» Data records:
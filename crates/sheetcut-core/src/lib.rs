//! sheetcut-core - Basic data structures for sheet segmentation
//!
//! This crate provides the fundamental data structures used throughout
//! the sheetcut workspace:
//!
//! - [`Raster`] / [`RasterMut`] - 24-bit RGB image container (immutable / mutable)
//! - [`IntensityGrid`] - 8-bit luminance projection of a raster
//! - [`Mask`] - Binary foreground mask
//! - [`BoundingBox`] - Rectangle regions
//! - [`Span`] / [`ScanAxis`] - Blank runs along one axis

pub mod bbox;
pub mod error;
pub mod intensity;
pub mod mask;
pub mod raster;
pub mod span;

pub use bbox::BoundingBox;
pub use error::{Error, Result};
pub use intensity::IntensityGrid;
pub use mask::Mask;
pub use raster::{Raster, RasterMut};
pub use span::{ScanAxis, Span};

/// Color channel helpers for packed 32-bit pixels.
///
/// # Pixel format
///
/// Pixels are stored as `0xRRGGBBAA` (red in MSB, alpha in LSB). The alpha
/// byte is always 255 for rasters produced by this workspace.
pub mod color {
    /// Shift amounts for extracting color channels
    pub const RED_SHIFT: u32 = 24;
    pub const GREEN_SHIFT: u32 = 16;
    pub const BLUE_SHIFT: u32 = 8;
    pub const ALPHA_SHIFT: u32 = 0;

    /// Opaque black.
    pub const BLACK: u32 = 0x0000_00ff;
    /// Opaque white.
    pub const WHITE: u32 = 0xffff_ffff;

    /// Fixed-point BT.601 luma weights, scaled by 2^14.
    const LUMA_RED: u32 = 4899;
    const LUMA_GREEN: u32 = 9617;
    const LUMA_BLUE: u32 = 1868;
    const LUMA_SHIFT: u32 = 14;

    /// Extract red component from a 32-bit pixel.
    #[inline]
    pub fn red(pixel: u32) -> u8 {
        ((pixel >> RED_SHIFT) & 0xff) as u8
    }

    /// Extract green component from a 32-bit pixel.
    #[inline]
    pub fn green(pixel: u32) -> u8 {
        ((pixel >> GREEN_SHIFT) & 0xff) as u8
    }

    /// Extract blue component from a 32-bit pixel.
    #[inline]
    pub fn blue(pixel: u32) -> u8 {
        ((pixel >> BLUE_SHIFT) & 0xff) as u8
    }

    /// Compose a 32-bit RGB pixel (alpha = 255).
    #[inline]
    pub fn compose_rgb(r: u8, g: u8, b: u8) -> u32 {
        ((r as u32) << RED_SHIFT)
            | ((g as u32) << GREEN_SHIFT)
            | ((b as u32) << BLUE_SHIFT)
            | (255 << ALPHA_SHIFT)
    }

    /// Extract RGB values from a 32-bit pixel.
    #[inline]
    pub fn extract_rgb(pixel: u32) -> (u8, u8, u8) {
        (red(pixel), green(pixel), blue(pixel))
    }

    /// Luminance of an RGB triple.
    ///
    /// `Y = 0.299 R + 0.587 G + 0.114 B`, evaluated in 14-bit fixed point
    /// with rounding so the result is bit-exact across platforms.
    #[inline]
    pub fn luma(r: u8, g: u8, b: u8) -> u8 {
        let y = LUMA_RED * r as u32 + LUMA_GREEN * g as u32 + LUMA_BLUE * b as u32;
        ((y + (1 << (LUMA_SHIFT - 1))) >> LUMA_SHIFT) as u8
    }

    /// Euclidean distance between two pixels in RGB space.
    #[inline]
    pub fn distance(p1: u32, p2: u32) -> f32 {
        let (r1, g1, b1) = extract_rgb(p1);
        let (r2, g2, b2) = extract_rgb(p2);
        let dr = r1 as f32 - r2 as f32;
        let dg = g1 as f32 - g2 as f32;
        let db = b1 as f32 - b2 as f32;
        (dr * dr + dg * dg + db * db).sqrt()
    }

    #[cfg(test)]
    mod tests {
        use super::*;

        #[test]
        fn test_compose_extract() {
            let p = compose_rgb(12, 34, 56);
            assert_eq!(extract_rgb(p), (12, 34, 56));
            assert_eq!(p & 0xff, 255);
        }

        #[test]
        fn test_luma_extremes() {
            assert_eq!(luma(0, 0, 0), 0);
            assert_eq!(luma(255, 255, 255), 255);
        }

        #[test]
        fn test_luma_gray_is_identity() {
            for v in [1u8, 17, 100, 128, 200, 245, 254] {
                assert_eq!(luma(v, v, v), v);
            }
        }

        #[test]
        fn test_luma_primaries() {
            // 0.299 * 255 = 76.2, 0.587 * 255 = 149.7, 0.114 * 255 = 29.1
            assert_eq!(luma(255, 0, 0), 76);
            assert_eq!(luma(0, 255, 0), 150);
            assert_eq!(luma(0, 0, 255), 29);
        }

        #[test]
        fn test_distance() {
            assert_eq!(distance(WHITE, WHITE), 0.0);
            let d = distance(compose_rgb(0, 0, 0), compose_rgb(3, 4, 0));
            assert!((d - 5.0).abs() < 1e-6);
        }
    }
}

» Task item:
Give back every line of the data exactly as it was written.

» Expected answer:
filename crates/sheetcut-core/src/lib.rs
//! sheetcut-core - Basic data structures for sheet segmentation
//!
//! This crate provides the fundamental data structures used throughout
//! the sheetcut workspace:
//!
//! - [`Raster`] / [`RasterMut`] - 24-bit RGB image container (immutable / mutable)
//! - [`IntensityGrid`] - 8-bit luminance projection of a raster
//! - [`Mask`] - Binary foreground mask
//! - [`BoundingBox`] - Rectangle regions
//! - [`Span`] / [`ScanAxis`] - Blank runs along one axis

pub mod bbox;
pub mod error;
pub mod intensity;
pub mod mask;
pub mod raster;
pub mod span;

pub use bbox::BoundingBox;
pub use error::{Error, Result};
pub use intensity::IntensityGrid;
pub use mask::Mask;
pub use raster::{Raster, RasterMut};
pub use span::{ScanAxis, Span};

/// Color channel helpers for packed 32-bit pixels.
///
/// # Pixel format
///
/// Pixels are stored as `0xRRGGBBAA` (red in MSB, alpha in LSB). The alpha
/// byte is always 255 for rasters produced by this workspace.
pub mod color {
    /// Shift amounts for extracting color channels
    pub const RED_SHIFT: u32 = 24;
    pub const GREEN_SHIFT: u32 = 16;
    pub const BLUE_SHIFT: u32 = 8;
    pub const ALPHA_SHIFT: u32 = 0;

    /// Opaque black.
    pub const BLACK: u32 = 0x0000_00ff;
    /// Opaque white.
    pub const WHITE: u32 = 0xffff_ffff;

    /// Fixed-point BT.601 luma weights, scaled by 2^14.
    const LUMA_RED: u32 = 4899;
    const LUMA_GREEN: u32 = 9617;
    const LUMA_BLUE: u32 = 1868;
    const LUMA_SHIFT: u32 = 14;

    /// Extract red component from a 32-bit pixel.
    #[inline]
    pub fn red(pixel: u32) -> u8 {
        ((pixel >> RED_SHIFT) & 0xff) as u8
    }

    /// Extract green component from a 32-bit pixel.
    #[inline]
    pub fn green(pixel: u32) -> u8 {
        ((pixel >> GREEN_SHIFT) & 0xff) as u8
    }

    /// Extract blue component from a 32-bit pixel.
    #[inline]
    pub fn blue(pixel: u32) -> u8 {
        ((pixel >> BLUE_SHIFT) & 0xff) as u8
    }

    /// Compose a 32-bit RGB pixel (alpha = 255).
    #[inline]
    pub fn compose_rgb(r: u8, g: u8, b: u8) -> u32 {
        ((r as u32) << RED_SHIFT)
            | ((g as u32) << GREEN_SHIFT)
            | ((b as u32) << BLUE_SHIFT)
            | (255 << ALPHA_SHIFT)
    }

    /// Extract RGB values from a 32-bit pixel.
    #[inline]
    pub fn extract_rgb(pixel: u32) -> (u8, u8, u8) {
        (red(pixel), green(pixel), blue(pixel))
    }

    /// Luminance of an RGB triple.
    ///
    /// `Y = 0.299 R + 0.587 G + 0.114 B`, evaluated in 14-bit fixed point
    /// with rounding so the result is bit-exact across platforms.
    #[inline]
    pub fn luma(r: u8, g: u8, b: u8) -> u8 {
        let y = LUMA_RED * r as u32 + LUMA_GREEN * g as u32 + LUMA_BLUE * b as u32;
        ((y + (1 << (LUMA_SHIFT - 1))) >> LUMA_SHIFT) as u8
    }

    /// Euclidean distance between two pixels in RGB space.
    #[inline]
    pub fn distance(p1: u32, p2: u32) -> f32 {
        let (r1, g1, b1) = extract_rgb(p1);
        let (r2, g2, b2) = extract_rgb(p2);
        let dr = r1 as f32 - r2 as f32;
        let dg = g1 as f32 - g2 as f32;
        let db = b1 as f32 - b2 as f32;
        (dr * dr + dg * dg + db * db).sqrt()
    }

    #[cfg(test)]
    mod tests {
        use super::*;

        #[test]
        fn test_compose_extract() {
            let p = compose_rgb(12, 34, 56);
            assert_eq!(extract_rgb(p), (12, 34, 56));
            assert_eq!(p & 0xff, 255);
        }

        #[test]
        fn test_luma_extremes() {
            assert_eq!(luma(0, 0, 0), 0);
            assert_eq!(luma(255, 255, 255), 255);
        }

        #[test]
        fn test_luma_gray_is_identity() {
            for v in [1u8, 17, 100, 128, 200, 245, 254] {
                assert_eq!(luma(v, v, v), v);
            }
        }

        #[test]
        fn test_luma_primaries() {
            // 0.299 * 255 = 76.2, 0.587 * 255 = 149.7, 0.114 * 255 = 29.1
            assert_eq!(luma(255, 0, 0), 76);
            assert_eq!(luma(0, 255, 0), 150);
            assert_eq!(luma(0, 0, 255), 29);
        }

        #[test]
        fn test_distance() {
            assert_eq!(distance(WHITE, WHITE), 0.0);
            let d = distance(compose_rgb(0, 0, 0), compose_rgb(3, 4, 0));
            assert!((d - 5.0).abs() < 1e-6);
        }
    }
}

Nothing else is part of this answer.